Березовая аллея на Большие Льзи. На объезде впереди застряла машина. Ее облепили, как муравьи, вытащили, вынесли на руках. А я пока разговаривал с девушками. Они – скрывавшиеся в лесах жительницы деревень Большие Льзи и Малые Льзи. «Правда ли, что у вас сожжены живьем люди?» – «Правда! Сто тридцать человек, семьями в обеих деревнях. Даже кошек на заборы вешали, обрубали хвосты, расстреливали!.. А мы чудом живы!»
…Николаевка – ни одного дома, разоренная церковь, дорога на Уторгош.
Щирск – сожжен совершенно. Теребуни сожжены. Хрезино тоже. Вот – река, пробка, пушки. Переправа. Деревня Заплюсье. Из сорока трех домов сожжено сорок. Карательный отряд действовал две ночи, на рождество. Угнали в Германию девушек и ребят.
Везде следы боев, взорванные мосты, объезды – по фугасным воронкам.
Разбитые танки и орудия. Собранные лыжи. Надписи: «С дороги не сходить, мины!» Остатки автомашин. Идущие к фронту наши тягачи с огромными (202-миллиметровыми) пушками – их много. Бегущие грузовики…
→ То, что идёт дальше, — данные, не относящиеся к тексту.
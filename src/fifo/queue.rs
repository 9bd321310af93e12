//! FIFO entry queue backed by a slot arena.
//!
//! [`EntryQueue`] stores entries in a `Vec` of slots threaded by an intrusive
//! doubly-linked list, giving O(1) append, O(1) removal at any position, and
//! O(1) relocation to the back. Removed slots are recycled through an
//! intrusive free list.
//!
//! Positions are slot indices rather than pointers. An index stays valid
//! until its entry is removed, no matter what happens to other entries, and
//! a field-by-field clone of the queue preserves every stored index, so
//! structures that reference positions survive a deep copy without any
//! fix-up pass.

use super::ReferenceCounter;

/// Stable position of an entry in the slot arena.
pub(crate) type EntryIndex = usize;

/// A single key/value entry plus its FIFO links.
///
/// The key is a handle to the canonical key object owned by the key index;
/// entries never store their own copy of the key.
pub(crate) struct Entry<K, V> {
    pub(crate) key: ReferenceCounter<K>,
    pub(crate) value: V,
    previous: Option<EntryIndex>,
    next: Option<EntryIndex>,
}

// Written out so cloning never requires `K: Clone`; the key handle is a
// refcount bump.
impl<K, V: Clone> Clone for Entry<K, V> {
    fn clone(&self) -> Self {
        Self {
            key: ReferenceCounter::clone(&self.key),
            value: self.value.clone(),
            previous: self.previous,
            next: self.next,
        }
    }
}

enum Slot<K, V> {
    Occupied(Entry<K, V>),
    Vacant { next_free: Option<EntryIndex> },
}

impl<K, V: Clone> Clone for Slot<K, V> {
    fn clone(&self) -> Self {
        match self {
            Self::Occupied(entry) => Self::Occupied(entry.clone()),
            Self::Vacant { next_free } => Self::Vacant {
                next_free: *next_free,
            },
        }
    }
}

/// FIFO sequence of entries with stable positions.
///
/// Invariants: `head`/`tail` and the per-entry links always describe one
/// well-formed chain visiting every occupied slot exactly once; `length` is
/// the number of occupied slots; every vacant slot is on the free list.
pub(crate) struct EntryQueue<K, V> {
    slots: Vec<Slot<K, V>>,
    head: Option<EntryIndex>,
    tail: Option<EntryIndex>,
    next_free: Option<EntryIndex>,
    length: usize,
}

impl<K, V: Clone> Clone for EntryQueue<K, V> {
    fn clone(&self) -> Self {
        Self {
            slots: self.slots.clone(),
            head: self.head,
            tail: self.tail,
            next_free: self.next_free,
            length: self.length,
        }
    }
}

impl<K, V> EntryQueue<K, V> {
    pub(crate) const fn new() -> Self {
        Self {
            slots: Vec::new(),
            head: None,
            tail: None,
            next_free: None,
            length: 0,
        }
    }

    pub(crate) const fn len(&self) -> usize {
        self.length
    }

    pub(crate) const fn is_empty(&self) -> bool {
        self.length == 0
    }

    /// Position of the front entry, if any.
    pub(crate) const fn front(&self) -> Option<EntryIndex> {
        self.head
    }

    /// Position of the back entry, if any.
    pub(crate) const fn back(&self) -> Option<EntryIndex> {
        self.tail
    }

    /// The position the next `push_back` will occupy.
    ///
    /// Pure, so a caller can record the position elsewhere before the entry
    /// exists.
    pub(crate) fn next_position(&self) -> EntryIndex {
        self.next_free.unwrap_or(self.slots.len())
    }

    pub(crate) fn entry(&self, index: EntryIndex) -> &Entry<K, V> {
        match &self.slots[index] {
            Slot::Occupied(entry) => entry,
            Slot::Vacant { .. } => unreachable!("queue position refers to a vacant slot"),
        }
    }

    pub(crate) fn entry_mut(&mut self, index: EntryIndex) -> &mut Entry<K, V> {
        match &mut self.slots[index] {
            Slot::Occupied(entry) => entry,
            Slot::Vacant { .. } => unreachable!("queue position refers to a vacant slot"),
        }
    }

    /// Position of the entry after `index` in FIFO order, if any.
    pub(crate) fn successor(&self, index: EntryIndex) -> Option<EntryIndex> {
        self.entry(index).next
    }

    /// Appends an entry at the back and returns its position.
    ///
    /// Does not run any user code, so it cannot unwind; the returned
    /// position equals `next_position()` taken beforehand.
    pub(crate) fn push_back(&mut self, key: ReferenceCounter<K>, value: V) -> EntryIndex {
        let entry = Entry {
            key,
            value,
            previous: self.tail,
            next: None,
        };
        let index = match self.next_free {
            Some(free) => {
                self.next_free = match &self.slots[free] {
                    Slot::Vacant { next_free } => *next_free,
                    Slot::Occupied(_) => unreachable!("free list refers to an occupied slot"),
                };
                self.slots[free] = Slot::Occupied(entry);
                free
            }
            None => {
                self.slots.push(Slot::Occupied(entry));
                self.slots.len() - 1
            }
        };
        match self.tail {
            Some(tail) => self.entry_mut(tail).next = Some(index),
            None => self.head = Some(index),
        }
        self.tail = Some(index);
        self.length += 1;
        index
    }

    /// Detaches the entry at `index` from the FIFO links without freeing
    /// its slot.
    fn unlink(&mut self, index: EntryIndex) {
        let (previous, next) = {
            let entry = self.entry(index);
            (entry.previous, entry.next)
        };
        match previous {
            Some(previous) => self.entry_mut(previous).next = next,
            None => self.head = next,
        }
        match next {
            Some(next) => self.entry_mut(next).previous = previous,
            None => self.tail = previous,
        }
    }

    /// Removes the entry at `index`, returning its slot to the free list.
    pub(crate) fn remove(&mut self, index: EntryIndex) {
        self.unlink(index);
        self.slots[index] = Slot::Vacant {
            next_free: self.next_free,
        };
        self.next_free = Some(index);
        self.length -= 1;
    }

    /// Relocates the entry at `index` to the back of the queue.
    ///
    /// The entry keeps its position; only the FIFO links change.
    pub(crate) fn move_to_back(&mut self, index: EntryIndex) {
        if self.tail == Some(index) {
            return;
        }
        self.unlink(index);
        let tail = self.tail;
        {
            let entry = self.entry_mut(index);
            entry.previous = tail;
            entry.next = None;
        }
        match tail {
            Some(tail) => self.entry_mut(tail).next = Some(index),
            None => self.head = Some(index),
        }
        self.tail = Some(index);
    }
}
// =============================================================================
// Keyed Reads
// =============================================================================

impl<K: Ord, V> KvFifo<K, V> {
    /// Number of entries holding `key`; 0 if the key is absent.
    ///
    /// Never fails.
    #[must_use]
    pub fn count(&self, key: &K) -> usize {
        self.state.index.count(key)
    }

    /// The canonical key and value of the earliest entry holding `key`.
    ///
    /// # Errors
    ///
    /// [`KvFifoError::KeyNotFound`] if the key has no entries.
    pub fn first(&self, key: &K) -> Result<(&K, &V), KvFifoError> {
        let position = self
            .state
            .index
            .bucket(key)
            .and_then(|bucket| bucket.front().copied())
            .ok_or(KvFifoError::KeyNotFound)?;
        let entry = self.state.queue.entry(position);
        Ok((entry.key.as_ref(), &entry.value))
    }

    /// The canonical key and value of the latest entry holding `key`.
    ///
    /// # Errors
    ///
    /// [`KvFifoError::KeyNotFound`] if the key has no entries.
    pub fn last(&self, key: &K) -> Result<(&K, &V), KvFifoError> {
        let position = self
            .state
            .index
            .bucket(key)
            .and_then(|bucket| bucket.back().copied())
            .ok_or(KvFifoError::KeyNotFound)?;
        let entry = self.state.queue.entry(position);
        Ok((entry.key.as_ref(), &entry.value))
    }
}

// =============================================================================
// Mutable Value Accessors
// =============================================================================

impl<K, V: Clone> KvFifo<K, V> {
    /// Privatizes shared storage before a mutation or a mutable borrow.
    ///
    /// A no-op when this instance is the sole owner. If the deep copy
    /// unwinds (a panicking `V::clone`), the shared state stays installed
    /// and unchanged.
    fn make_exclusive(&mut self) -> &mut State<K, V> {
        ReferenceCounter::make_mut(&mut self.state)
    }

    /// Like [`front`](Self::front), but the value is borrowed mutably.
    ///
    /// Privatizes shared storage and marks this instance exposed: a clone
    /// taken before the next mutation will copy eagerly instead of sharing.
    ///
    /// # Errors
    ///
    /// [`KvFifoError::EmptyContainer`] if the container is empty.
    ///
    /// # Examples
    ///
    /// ```rust
    /// use kvfifo::fifo::KvFifo;
    ///
    /// let mut fifo = KvFifo::new();
    /// fifo.push("a", 1);
    /// let (_, value) = fifo.front_mut()?;
    /// *value = 10;
    /// assert_eq!(fifo.front(), Ok((&"a", &10)));
    /// # Ok::<(), kvfifo::KvFifoError>(())
    /// ```
    pub fn front_mut(&mut self) -> Result<(&K, &mut V), KvFifoError> {
        let position = self
            .state
            .queue
            .front()
            .ok_or(KvFifoError::EmptyContainer)?;
        // Exposed only once the privatizing copy has succeeded; the second
        // call sees exclusive state and does not copy.
        self.make_exclusive();
        self.exposed.set(true);
        let entry = self.make_exclusive().queue.entry_mut(position);
        Ok((entry.key.as_ref(), &mut entry.value))
    }

    /// Like [`back`](Self::back), but the value is borrowed mutably.
    ///
    /// Privatizes shared storage and marks this instance exposed.
    ///
    /// # Errors
    ///
    /// [`KvFifoError::EmptyContainer`] if the container is empty.
    pub fn back_mut(&mut self) -> Result<(&K, &mut V), KvFifoError> {
        let position = self.state.queue.back().ok_or(KvFifoError::EmptyContainer)?;
        self.make_exclusive();
        self.exposed.set(true);
        let entry = self.make_exclusive().queue.entry_mut(position);
        Ok((entry.key.as_ref(), &mut entry.value))
    }
}

impl<K: Ord, V: Clone> KvFifo<K, V> {
    /// Like [`first`](Self::first), but the value is borrowed mutably.
    ///
    /// Privatizes shared storage and marks this instance exposed.
    ///
    /// # Errors
    ///
    /// [`KvFifoError::KeyNotFound`] if the key has no entries.
    pub fn first_mut(&mut self, key: &K) -> Result<(&K, &mut V), KvFifoError> {
        let position = self
            .state
            .index
            .bucket(key)
            .and_then(|bucket| bucket.front().copied())
            .ok_or(KvFifoError::KeyNotFound)?;
        self.make_exclusive();
        self.exposed.set(true);
        let entry = self.make_exclusive().queue.entry_mut(position);
        Ok((entry.key.as_ref(), &mut entry.value))
    }

    /// Like [`last`](Self::last), but the value is borrowed mutably.
    ///
    /// Privatizes shared storage and marks this instance exposed.
    ///
    /// # Errors
    ///
    /// [`KvFifoError::KeyNotFound`] if the key has no entries.
    pub fn last_mut(&mut self, key: &K) -> Result<(&K, &mut V), KvFifoError> {
        let position = self
            .state
            .index
            .bucket(key)
            .and_then(|bucket| bucket.back().copied())
            .ok_or(KvFifoError::KeyNotFound)?;
        self.make_exclusive();
        self.exposed.set(true);
        let entry = self.make_exclusive().queue.entry_mut(position);
        Ok((entry.key.as_ref(), &mut entry.value))
    }
}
Плюсса, Порховщина, Псковщина
Область сплошных пепелищ… Та часть населения, которая уцелела в лесах, возвращается, – тянутся в одиночку по дороге, со скарбом за спиной.
Тянутся пешком и красноармейцы. Но большие участки дороги – пустынны, безлюдны…
Плюсса – полуразрушенная, полусожженная. Взорванный мост. Поиски дороги, среди руин и пепелищ. Нет людей, кто указал бы. Хожу взад и вперед, ища. Разрушенные, прогорелые каменные дома. Безлюдно везде. Одинокий старик, роющийся в ломе. Указал дорогу. Иду, отчаиваясь от усталости, в одиночестве – по мертвой дороге. До совхоза «Курск» – пять километров.
Березовая разбитая дорога, лесистые бугры и холмы, живописная местность. В совхозе та же полная неопределенность: где, кто, что… Группа красноармейцев, офицер. Узнаю: 67-я армия идет в обход Пскова с левого фланга, занимать Псков должна 42-я. Но где КП и как туда добираться, никто не знает. Ближайший, 116-й корпускилометров за пятьдесят, в совхозе «КИМ».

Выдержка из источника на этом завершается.